Determine how many lines in the listing contain the string "NonZeroUsize"; respond with the number alone.

Data shown:
* * * * *

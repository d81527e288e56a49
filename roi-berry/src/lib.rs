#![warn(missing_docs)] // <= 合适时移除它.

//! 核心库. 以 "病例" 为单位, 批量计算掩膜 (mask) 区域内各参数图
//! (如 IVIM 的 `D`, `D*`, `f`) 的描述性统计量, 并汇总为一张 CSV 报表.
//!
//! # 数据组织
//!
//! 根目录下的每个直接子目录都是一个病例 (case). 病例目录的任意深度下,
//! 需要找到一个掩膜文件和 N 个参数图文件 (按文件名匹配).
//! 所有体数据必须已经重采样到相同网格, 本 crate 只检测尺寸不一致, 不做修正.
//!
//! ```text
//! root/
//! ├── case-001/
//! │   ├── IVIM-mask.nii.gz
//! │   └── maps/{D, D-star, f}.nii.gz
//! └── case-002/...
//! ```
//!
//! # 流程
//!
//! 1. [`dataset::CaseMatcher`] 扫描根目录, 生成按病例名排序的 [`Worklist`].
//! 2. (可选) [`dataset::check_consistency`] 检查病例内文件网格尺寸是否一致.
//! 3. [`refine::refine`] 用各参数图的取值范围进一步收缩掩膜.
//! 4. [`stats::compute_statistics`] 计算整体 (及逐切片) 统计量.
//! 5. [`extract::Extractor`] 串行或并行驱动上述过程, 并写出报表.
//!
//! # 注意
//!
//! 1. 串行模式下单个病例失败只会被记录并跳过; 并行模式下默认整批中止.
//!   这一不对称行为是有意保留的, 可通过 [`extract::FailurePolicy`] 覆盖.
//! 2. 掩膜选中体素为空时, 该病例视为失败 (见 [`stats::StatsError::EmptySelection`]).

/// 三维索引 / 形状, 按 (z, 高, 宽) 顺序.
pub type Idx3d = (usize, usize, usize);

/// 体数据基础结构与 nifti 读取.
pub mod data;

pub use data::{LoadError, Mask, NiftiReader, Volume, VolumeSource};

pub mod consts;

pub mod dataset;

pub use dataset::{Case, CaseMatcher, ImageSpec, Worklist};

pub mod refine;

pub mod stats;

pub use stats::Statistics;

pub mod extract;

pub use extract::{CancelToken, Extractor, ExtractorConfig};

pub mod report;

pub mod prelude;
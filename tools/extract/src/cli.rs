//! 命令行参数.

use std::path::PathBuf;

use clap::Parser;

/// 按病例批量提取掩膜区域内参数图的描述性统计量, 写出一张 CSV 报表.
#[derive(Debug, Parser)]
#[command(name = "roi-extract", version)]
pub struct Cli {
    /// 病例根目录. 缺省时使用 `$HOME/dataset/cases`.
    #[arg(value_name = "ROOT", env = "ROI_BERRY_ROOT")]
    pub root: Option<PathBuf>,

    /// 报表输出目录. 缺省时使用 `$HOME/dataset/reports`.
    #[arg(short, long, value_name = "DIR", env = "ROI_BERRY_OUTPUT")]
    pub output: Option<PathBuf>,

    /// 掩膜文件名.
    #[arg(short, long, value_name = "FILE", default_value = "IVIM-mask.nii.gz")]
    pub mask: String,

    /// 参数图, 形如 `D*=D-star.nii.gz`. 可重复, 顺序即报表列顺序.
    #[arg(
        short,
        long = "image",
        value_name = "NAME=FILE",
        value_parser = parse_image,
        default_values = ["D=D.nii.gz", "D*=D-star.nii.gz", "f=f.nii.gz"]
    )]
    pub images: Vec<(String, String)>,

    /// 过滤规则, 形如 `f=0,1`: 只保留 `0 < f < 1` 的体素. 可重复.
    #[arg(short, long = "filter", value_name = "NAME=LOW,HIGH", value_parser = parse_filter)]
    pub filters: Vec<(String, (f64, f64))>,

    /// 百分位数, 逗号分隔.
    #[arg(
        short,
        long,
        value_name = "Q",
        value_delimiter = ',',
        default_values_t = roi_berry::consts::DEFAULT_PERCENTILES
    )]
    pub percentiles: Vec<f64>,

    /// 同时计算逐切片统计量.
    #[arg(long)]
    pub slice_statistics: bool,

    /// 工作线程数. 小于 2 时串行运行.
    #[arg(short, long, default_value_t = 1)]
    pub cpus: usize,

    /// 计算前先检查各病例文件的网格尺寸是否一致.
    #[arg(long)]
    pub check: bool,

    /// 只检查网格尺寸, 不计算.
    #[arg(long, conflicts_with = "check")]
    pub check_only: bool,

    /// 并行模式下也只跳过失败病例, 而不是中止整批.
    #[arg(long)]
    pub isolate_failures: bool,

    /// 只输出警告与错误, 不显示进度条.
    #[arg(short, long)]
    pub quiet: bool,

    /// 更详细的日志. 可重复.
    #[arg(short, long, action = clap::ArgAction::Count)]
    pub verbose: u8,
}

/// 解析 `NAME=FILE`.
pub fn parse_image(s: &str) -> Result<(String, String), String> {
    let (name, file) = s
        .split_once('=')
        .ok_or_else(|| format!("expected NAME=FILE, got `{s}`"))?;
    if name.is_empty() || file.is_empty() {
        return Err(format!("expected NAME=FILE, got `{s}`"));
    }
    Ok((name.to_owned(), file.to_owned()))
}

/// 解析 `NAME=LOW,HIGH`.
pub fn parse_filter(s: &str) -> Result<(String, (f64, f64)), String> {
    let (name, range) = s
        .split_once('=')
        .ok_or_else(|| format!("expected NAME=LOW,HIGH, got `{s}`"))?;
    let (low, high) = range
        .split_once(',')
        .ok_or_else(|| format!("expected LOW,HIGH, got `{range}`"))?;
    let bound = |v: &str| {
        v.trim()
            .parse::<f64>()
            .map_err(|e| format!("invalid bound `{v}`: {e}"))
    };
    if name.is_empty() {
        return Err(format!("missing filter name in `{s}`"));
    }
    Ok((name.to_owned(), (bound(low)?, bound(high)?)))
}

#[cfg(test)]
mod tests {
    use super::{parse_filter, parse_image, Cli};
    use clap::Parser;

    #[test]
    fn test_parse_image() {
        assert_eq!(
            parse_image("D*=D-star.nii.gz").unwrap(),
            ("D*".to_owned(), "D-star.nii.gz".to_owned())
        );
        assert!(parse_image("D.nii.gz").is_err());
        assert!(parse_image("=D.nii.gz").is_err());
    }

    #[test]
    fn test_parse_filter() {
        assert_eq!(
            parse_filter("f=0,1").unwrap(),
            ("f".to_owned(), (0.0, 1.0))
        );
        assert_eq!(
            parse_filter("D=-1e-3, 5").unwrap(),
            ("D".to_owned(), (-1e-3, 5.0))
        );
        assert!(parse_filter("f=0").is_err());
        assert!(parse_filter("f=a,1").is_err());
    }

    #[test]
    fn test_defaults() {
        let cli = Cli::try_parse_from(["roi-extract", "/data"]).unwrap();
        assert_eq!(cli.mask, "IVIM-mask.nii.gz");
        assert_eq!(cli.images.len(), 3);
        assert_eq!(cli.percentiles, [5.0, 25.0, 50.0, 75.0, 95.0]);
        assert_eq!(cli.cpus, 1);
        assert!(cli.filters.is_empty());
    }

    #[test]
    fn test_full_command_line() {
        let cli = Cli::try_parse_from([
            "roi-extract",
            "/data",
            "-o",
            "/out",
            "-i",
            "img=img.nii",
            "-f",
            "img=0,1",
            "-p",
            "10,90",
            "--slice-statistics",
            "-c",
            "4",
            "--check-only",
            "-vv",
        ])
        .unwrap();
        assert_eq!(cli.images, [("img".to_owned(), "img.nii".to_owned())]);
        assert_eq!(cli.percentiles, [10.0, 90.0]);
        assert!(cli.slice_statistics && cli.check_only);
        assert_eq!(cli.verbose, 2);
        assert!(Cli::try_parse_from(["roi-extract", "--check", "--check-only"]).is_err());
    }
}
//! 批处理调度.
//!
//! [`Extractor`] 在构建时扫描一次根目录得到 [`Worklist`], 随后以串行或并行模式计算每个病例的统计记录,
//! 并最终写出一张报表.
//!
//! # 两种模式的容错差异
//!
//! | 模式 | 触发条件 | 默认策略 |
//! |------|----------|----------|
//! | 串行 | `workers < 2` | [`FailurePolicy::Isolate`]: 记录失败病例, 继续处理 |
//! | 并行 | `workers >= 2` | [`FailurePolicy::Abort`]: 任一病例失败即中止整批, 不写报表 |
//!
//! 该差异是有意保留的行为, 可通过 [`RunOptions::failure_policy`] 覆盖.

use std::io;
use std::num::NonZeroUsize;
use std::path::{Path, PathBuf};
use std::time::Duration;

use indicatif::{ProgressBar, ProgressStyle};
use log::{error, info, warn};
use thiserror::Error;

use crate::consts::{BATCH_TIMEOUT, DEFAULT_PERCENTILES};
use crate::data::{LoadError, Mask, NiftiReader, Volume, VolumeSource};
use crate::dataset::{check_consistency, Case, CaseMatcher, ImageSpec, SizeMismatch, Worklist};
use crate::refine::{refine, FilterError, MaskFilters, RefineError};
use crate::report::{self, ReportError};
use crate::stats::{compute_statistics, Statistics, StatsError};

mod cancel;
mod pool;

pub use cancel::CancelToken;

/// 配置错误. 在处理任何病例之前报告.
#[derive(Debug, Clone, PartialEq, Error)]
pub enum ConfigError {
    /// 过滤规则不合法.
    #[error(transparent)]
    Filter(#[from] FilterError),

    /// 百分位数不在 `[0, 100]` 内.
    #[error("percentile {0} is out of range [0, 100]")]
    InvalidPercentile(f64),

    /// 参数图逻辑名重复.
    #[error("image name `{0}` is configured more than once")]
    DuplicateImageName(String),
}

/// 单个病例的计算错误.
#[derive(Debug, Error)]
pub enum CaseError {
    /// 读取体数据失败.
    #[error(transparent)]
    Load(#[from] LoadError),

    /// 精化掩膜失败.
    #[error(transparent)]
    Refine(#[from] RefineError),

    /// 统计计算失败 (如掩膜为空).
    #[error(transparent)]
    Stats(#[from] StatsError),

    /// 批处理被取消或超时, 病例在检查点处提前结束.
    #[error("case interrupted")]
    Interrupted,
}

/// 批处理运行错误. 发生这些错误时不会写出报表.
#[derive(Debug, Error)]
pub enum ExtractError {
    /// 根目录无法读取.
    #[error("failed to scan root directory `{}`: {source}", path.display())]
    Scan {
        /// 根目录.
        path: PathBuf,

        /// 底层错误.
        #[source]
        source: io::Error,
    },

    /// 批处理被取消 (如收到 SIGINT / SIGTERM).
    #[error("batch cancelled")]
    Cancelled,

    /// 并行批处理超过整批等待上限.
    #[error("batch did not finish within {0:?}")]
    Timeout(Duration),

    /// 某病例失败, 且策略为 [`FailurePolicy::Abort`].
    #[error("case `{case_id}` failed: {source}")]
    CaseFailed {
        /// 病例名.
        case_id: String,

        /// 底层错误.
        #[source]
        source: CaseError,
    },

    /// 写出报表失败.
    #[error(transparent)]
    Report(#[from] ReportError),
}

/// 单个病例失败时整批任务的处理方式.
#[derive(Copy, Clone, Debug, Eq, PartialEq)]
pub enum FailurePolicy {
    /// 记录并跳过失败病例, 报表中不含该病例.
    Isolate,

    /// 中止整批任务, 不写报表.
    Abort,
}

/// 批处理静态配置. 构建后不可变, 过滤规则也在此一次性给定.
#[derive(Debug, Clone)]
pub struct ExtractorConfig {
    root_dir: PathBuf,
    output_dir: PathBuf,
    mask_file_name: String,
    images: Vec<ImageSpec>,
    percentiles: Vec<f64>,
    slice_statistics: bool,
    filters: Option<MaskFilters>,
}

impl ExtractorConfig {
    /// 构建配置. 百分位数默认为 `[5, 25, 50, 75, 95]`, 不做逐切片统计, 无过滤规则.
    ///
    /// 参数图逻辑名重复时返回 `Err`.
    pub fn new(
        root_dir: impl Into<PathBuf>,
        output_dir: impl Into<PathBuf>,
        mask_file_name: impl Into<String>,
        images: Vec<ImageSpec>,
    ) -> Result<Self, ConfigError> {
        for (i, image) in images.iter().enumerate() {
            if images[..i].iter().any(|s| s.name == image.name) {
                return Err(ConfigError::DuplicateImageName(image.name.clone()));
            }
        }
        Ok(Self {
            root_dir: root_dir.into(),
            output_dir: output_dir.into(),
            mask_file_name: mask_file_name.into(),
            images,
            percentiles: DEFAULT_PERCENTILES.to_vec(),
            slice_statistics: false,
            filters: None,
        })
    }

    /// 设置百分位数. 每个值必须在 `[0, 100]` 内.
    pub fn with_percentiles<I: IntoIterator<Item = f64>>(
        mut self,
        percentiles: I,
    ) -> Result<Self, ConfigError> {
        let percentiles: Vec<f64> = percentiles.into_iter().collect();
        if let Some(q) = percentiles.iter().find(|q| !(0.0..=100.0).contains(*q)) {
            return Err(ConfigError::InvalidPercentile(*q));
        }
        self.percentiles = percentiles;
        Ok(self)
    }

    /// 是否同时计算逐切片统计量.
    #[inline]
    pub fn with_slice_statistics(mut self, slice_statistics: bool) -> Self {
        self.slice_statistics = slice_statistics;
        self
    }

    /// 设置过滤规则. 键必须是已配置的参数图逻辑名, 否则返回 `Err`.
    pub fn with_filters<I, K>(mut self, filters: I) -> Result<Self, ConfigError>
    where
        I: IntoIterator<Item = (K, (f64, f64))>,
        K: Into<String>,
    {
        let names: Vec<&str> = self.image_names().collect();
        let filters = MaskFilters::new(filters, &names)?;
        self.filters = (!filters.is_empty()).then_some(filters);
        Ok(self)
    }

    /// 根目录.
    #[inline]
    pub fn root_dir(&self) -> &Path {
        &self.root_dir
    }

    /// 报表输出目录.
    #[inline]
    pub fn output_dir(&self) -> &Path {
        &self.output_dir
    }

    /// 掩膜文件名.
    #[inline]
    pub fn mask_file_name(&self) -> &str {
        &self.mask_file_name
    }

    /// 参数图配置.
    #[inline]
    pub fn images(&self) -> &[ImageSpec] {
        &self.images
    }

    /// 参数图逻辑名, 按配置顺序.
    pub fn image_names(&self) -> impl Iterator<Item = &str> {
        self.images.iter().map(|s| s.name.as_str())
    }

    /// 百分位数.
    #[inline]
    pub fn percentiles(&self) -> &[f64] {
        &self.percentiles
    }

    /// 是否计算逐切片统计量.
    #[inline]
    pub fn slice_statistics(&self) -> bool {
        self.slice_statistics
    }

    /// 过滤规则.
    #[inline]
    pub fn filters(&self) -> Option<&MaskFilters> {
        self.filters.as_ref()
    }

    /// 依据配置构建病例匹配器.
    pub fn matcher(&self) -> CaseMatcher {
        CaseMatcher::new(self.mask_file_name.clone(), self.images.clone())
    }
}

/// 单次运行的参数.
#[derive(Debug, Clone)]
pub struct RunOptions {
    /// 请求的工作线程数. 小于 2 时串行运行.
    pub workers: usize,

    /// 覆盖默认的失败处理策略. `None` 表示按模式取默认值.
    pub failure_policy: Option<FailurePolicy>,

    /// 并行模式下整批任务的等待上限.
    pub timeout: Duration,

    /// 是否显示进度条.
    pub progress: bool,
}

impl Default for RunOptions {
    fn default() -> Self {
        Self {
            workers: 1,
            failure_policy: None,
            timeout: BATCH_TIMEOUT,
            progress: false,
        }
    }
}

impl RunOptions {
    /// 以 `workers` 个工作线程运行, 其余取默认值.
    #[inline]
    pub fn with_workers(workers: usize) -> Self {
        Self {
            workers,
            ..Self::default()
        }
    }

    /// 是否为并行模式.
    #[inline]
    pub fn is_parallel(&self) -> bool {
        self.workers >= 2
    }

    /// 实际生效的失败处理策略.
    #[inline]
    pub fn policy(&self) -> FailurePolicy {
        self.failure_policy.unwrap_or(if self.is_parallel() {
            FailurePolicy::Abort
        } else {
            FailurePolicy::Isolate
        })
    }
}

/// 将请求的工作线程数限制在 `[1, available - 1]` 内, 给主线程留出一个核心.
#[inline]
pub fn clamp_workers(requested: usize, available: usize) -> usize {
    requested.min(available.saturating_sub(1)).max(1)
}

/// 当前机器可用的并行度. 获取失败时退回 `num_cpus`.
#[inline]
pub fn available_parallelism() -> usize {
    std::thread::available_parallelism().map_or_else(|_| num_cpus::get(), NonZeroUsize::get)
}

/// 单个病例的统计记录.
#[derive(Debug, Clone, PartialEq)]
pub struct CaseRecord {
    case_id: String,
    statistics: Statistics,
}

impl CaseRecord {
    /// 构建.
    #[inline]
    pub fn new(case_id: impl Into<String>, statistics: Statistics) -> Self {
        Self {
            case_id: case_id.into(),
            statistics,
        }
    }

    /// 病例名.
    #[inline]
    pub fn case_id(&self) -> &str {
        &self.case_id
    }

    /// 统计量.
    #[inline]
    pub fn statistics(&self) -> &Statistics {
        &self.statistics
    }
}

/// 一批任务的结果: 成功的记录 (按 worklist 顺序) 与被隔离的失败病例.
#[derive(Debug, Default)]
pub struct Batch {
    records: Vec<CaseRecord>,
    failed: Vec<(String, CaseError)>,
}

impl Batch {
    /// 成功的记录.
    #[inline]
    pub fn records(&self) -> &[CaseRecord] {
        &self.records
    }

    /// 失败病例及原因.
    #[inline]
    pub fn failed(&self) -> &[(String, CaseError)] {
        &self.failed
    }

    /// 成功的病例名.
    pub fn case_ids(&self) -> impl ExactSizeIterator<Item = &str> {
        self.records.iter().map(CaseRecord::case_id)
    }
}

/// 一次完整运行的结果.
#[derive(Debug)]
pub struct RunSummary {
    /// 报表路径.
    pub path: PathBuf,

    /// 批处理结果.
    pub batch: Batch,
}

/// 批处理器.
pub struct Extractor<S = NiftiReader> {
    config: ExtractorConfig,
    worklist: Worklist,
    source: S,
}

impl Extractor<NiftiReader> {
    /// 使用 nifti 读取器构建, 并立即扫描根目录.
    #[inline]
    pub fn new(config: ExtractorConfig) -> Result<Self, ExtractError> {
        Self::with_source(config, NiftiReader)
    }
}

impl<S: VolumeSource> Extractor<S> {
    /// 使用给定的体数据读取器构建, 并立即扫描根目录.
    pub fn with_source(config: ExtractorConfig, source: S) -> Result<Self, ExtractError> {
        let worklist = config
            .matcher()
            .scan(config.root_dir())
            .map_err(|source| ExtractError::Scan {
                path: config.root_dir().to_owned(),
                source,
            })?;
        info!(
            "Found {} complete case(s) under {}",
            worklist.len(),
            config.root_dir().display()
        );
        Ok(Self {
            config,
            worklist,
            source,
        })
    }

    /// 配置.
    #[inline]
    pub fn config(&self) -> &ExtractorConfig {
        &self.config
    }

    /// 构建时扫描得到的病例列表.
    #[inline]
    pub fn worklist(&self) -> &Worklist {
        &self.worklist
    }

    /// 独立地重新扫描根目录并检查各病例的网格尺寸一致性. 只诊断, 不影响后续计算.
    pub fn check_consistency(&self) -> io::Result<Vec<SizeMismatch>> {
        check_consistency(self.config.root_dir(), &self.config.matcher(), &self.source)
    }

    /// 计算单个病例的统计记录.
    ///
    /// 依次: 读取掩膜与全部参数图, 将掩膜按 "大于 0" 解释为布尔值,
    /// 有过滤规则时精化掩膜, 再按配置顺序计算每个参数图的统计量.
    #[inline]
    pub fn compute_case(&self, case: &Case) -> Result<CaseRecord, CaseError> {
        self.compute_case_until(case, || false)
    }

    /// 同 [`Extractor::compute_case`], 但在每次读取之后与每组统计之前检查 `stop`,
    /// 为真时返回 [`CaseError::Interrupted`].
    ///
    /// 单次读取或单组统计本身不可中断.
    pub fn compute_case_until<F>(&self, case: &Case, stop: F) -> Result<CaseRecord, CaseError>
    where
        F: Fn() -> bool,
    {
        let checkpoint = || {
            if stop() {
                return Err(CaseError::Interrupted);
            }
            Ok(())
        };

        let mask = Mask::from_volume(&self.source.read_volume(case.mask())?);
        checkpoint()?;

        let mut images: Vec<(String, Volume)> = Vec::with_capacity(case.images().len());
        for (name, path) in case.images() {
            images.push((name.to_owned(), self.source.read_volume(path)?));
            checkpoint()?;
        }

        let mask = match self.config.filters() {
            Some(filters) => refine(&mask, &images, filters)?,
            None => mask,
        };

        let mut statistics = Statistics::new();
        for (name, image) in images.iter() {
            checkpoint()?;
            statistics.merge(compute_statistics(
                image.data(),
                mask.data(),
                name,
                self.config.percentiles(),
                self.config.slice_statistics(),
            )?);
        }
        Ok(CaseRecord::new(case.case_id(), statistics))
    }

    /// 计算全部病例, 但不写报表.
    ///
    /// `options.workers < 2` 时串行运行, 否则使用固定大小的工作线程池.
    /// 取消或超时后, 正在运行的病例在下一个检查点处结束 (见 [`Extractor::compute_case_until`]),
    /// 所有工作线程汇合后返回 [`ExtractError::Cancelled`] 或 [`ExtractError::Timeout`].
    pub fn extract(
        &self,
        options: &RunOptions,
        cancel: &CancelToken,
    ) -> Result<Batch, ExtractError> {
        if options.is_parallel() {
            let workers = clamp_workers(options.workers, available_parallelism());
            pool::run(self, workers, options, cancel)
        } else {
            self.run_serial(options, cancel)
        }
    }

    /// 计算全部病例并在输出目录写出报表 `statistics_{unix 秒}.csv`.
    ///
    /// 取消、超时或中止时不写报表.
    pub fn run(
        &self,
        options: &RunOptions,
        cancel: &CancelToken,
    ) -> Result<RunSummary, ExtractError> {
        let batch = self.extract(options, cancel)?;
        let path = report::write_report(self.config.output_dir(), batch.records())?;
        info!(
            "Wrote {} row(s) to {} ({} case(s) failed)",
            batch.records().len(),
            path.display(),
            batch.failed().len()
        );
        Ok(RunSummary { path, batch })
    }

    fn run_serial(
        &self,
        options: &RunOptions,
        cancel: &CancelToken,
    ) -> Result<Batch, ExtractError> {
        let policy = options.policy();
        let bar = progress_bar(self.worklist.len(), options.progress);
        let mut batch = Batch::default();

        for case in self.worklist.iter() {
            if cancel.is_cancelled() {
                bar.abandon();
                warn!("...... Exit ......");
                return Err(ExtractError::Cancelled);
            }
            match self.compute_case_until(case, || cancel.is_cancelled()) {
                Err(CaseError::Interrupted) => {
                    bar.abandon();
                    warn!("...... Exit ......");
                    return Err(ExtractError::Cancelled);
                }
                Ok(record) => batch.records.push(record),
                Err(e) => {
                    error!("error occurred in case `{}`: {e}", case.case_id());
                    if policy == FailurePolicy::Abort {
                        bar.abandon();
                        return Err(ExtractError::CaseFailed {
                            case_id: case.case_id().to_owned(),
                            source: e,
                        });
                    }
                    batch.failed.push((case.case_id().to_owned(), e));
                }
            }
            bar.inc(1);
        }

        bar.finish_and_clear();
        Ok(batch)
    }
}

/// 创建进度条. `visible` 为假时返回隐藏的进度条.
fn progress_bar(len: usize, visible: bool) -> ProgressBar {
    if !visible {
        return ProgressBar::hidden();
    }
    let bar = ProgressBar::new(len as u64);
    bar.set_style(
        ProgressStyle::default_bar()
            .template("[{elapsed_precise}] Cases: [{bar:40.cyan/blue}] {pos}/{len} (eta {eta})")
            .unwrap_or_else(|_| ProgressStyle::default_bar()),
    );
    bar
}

* * * * *

Written answer: 2